INSTRUCTIONS FOR THE TASK:
Please give back, word for word, only the lines starting at the one containing "pub struct ClientOptions" and ending at the one containing "Fetches the raw" within the material below.

SOURCE DATA:
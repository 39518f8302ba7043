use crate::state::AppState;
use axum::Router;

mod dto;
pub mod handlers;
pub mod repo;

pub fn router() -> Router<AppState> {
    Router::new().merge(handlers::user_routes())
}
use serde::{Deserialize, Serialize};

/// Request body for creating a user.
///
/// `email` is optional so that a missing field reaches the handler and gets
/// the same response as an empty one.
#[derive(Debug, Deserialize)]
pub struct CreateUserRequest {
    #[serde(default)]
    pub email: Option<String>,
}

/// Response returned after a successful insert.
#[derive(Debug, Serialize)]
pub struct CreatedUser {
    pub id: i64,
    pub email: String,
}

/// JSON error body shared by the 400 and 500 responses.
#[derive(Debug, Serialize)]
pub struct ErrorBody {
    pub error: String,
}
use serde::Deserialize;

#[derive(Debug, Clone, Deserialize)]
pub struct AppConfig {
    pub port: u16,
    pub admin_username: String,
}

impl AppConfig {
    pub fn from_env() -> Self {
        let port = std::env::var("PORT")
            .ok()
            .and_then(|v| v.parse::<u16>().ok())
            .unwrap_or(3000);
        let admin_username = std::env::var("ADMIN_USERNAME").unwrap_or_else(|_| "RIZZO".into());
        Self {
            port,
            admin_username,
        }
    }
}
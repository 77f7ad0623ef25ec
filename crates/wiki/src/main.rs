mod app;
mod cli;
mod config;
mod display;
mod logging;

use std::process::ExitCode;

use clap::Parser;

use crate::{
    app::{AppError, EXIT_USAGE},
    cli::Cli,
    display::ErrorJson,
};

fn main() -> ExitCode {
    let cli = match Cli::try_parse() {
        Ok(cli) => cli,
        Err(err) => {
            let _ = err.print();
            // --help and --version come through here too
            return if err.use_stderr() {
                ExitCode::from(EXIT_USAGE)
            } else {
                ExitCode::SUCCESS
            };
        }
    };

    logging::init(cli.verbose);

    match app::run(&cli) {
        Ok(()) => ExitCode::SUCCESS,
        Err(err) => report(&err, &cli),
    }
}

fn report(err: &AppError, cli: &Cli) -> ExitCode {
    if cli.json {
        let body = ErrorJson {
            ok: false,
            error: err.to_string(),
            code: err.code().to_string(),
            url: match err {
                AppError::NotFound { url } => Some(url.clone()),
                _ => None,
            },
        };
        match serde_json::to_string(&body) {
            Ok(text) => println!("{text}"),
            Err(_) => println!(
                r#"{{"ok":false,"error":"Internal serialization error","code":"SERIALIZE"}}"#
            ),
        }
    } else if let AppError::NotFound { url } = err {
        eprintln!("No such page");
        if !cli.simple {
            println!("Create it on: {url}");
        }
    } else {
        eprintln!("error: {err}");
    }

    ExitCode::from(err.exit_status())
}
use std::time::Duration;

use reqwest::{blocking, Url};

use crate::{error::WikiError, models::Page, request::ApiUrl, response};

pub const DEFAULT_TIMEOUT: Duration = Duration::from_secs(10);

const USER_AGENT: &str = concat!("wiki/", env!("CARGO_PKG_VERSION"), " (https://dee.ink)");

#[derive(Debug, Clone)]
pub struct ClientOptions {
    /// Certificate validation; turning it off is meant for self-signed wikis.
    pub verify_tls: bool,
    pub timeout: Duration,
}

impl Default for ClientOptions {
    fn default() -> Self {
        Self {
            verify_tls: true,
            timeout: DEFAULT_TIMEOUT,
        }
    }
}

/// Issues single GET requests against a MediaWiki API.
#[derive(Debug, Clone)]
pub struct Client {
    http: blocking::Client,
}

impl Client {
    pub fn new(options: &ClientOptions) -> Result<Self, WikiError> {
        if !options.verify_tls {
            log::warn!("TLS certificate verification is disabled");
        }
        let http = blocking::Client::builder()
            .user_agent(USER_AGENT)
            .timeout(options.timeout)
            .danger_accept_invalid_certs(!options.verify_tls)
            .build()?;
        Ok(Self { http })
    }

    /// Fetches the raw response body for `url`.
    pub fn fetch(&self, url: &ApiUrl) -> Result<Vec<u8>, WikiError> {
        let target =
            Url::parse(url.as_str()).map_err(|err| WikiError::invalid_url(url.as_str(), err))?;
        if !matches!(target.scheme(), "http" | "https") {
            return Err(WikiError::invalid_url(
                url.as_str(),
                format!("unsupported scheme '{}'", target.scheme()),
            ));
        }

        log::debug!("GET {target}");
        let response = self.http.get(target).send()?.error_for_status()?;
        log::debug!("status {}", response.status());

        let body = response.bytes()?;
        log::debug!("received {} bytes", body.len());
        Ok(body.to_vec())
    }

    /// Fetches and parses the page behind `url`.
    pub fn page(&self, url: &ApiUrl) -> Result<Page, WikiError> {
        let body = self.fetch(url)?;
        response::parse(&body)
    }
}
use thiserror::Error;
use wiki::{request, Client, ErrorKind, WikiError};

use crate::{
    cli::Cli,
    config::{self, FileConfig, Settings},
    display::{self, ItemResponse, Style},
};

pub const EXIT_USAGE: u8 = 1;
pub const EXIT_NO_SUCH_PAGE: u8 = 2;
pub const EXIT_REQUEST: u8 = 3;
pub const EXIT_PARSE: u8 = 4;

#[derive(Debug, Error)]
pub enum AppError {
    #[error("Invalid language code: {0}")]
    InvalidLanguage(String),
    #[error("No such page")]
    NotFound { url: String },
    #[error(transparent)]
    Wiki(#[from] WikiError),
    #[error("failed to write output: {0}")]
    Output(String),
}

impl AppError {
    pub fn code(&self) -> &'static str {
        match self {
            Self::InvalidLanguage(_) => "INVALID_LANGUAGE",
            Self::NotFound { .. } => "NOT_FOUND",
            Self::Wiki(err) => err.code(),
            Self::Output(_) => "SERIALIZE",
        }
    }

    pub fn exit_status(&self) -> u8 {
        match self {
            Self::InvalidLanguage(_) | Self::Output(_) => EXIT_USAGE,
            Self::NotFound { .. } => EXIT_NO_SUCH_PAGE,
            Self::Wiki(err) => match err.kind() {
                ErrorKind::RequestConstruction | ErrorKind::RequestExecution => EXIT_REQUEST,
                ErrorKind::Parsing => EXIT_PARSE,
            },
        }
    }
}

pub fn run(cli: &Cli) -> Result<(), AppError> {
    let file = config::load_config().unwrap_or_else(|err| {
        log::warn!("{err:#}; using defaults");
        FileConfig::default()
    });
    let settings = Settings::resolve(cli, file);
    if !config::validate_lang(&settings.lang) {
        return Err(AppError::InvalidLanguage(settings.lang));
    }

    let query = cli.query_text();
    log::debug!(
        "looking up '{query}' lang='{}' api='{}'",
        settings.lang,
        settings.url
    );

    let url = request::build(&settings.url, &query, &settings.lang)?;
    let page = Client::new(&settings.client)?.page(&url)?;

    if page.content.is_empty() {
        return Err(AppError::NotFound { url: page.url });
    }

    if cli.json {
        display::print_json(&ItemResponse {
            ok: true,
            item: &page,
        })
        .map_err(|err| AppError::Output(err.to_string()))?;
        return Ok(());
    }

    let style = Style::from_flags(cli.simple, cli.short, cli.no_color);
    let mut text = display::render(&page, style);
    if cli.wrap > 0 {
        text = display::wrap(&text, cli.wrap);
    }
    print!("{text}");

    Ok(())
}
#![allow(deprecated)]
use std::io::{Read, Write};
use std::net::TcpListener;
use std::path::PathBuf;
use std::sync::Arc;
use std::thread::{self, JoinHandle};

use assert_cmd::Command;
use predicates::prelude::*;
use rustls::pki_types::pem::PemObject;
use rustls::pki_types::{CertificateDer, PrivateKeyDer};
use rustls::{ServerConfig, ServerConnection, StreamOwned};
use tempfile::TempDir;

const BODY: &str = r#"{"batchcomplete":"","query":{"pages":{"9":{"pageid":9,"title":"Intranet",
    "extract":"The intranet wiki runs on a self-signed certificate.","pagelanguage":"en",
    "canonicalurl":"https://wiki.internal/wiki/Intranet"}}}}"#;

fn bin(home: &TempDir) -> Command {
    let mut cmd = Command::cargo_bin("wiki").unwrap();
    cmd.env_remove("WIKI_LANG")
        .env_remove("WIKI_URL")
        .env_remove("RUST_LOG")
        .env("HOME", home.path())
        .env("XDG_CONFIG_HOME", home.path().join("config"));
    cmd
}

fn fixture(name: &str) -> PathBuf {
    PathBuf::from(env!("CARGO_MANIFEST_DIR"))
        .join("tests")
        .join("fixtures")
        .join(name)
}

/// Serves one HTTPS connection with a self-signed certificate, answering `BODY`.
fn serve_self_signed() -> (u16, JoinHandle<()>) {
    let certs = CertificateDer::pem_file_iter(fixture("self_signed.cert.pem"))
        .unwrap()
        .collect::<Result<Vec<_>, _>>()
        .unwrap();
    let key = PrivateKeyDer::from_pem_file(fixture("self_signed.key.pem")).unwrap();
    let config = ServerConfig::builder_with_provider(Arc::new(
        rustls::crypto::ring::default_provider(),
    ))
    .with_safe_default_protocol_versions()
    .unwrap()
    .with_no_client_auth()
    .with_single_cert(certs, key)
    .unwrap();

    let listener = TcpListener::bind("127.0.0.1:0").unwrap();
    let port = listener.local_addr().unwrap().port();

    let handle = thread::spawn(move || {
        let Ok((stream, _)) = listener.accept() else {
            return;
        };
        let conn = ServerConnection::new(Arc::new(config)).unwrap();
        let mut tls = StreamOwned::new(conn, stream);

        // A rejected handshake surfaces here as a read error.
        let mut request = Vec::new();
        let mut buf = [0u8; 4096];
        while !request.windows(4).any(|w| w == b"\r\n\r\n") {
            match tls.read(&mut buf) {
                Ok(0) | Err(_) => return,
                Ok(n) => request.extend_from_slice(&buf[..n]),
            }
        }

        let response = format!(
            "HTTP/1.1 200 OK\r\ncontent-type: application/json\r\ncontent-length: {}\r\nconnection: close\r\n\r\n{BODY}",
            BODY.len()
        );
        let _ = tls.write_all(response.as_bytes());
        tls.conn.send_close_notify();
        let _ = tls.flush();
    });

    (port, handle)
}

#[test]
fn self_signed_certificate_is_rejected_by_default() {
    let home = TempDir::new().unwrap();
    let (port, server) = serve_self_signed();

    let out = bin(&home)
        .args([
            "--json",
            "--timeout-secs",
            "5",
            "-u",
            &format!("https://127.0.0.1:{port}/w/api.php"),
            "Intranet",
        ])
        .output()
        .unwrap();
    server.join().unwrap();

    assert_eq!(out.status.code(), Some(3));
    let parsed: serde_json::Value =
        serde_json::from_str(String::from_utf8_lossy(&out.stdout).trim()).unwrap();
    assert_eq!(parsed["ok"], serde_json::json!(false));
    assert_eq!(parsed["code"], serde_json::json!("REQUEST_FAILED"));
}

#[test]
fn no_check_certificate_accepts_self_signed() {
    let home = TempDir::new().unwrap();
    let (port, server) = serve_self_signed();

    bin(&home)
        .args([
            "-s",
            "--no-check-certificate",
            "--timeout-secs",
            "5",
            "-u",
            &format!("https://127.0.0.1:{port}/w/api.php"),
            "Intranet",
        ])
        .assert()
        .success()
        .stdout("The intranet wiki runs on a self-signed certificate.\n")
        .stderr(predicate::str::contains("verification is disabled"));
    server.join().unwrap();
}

---

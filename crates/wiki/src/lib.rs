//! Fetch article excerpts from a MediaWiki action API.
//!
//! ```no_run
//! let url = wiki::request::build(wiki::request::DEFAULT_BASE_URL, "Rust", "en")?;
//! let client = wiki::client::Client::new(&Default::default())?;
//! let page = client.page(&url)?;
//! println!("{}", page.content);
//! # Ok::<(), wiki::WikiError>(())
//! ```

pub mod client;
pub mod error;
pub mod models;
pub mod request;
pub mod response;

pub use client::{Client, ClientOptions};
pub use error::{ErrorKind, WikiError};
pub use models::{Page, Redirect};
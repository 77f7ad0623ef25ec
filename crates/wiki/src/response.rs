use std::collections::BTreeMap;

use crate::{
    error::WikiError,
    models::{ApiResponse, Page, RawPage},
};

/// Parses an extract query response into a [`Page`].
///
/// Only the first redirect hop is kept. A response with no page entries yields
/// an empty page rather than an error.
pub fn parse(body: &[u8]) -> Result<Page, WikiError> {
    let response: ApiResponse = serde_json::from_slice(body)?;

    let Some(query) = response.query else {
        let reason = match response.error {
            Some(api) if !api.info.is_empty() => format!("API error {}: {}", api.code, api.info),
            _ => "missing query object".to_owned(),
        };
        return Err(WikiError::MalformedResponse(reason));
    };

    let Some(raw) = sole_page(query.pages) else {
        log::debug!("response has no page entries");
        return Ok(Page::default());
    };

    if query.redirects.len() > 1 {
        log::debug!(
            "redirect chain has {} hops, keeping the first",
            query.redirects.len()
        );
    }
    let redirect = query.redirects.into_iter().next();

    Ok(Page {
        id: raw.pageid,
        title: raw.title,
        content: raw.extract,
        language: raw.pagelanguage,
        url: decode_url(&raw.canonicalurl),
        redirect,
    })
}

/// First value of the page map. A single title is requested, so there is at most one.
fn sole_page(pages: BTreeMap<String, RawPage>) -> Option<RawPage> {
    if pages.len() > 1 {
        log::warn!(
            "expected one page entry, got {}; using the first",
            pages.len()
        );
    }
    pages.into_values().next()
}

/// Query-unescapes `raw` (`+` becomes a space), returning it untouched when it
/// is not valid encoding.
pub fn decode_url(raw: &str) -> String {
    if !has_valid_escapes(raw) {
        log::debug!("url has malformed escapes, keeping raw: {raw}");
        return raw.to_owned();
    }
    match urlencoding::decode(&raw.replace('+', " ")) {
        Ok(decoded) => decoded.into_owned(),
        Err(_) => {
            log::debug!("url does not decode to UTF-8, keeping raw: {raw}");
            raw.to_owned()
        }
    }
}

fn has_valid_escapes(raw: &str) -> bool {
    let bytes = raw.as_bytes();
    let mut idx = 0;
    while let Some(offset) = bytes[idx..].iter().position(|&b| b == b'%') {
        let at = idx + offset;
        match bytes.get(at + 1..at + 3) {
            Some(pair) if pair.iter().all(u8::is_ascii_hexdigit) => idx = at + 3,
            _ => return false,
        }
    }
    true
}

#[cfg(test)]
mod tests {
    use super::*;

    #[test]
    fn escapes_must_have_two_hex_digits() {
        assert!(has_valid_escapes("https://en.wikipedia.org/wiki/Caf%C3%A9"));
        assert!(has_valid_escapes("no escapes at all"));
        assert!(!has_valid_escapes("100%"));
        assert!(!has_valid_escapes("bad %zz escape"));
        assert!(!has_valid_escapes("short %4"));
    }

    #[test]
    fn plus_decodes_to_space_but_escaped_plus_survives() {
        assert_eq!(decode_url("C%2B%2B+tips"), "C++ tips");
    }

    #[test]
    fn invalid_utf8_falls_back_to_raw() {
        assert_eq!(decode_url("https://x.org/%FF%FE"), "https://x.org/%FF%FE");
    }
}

WRITTEN ANSWER:
pub struct ClientOptions {
    /// Certificate validation; turning it off is meant for self-signed wikis.
    pub verify_tls: bool,
    pub timeout: Duration,
}

impl Default for ClientOptions {
    fn default() -> Self {
        Self {
            verify_tls: true,
            timeout: DEFAULT_TIMEOUT,
        }
    }
}

/// Issues single GET requests against a MediaWiki API.
#[derive(Debug, Clone)]
pub struct Client {
    http: blocking::Client,
}

impl Client {
    pub fn new(options: &ClientOptions) -> Result<Self, WikiError> {
        if !options.verify_tls {
            log::warn!("TLS certificate verification is disabled");
        }
        let http = blocking::Client::builder()
            .user_agent(USER_AGENT)
            .timeout(options.timeout)
            .danger_accept_invalid_certs(!options.verify_tls)
            .build()?;
        Ok(Self { http })
    }

    /// Fetches the raw response body for `url`.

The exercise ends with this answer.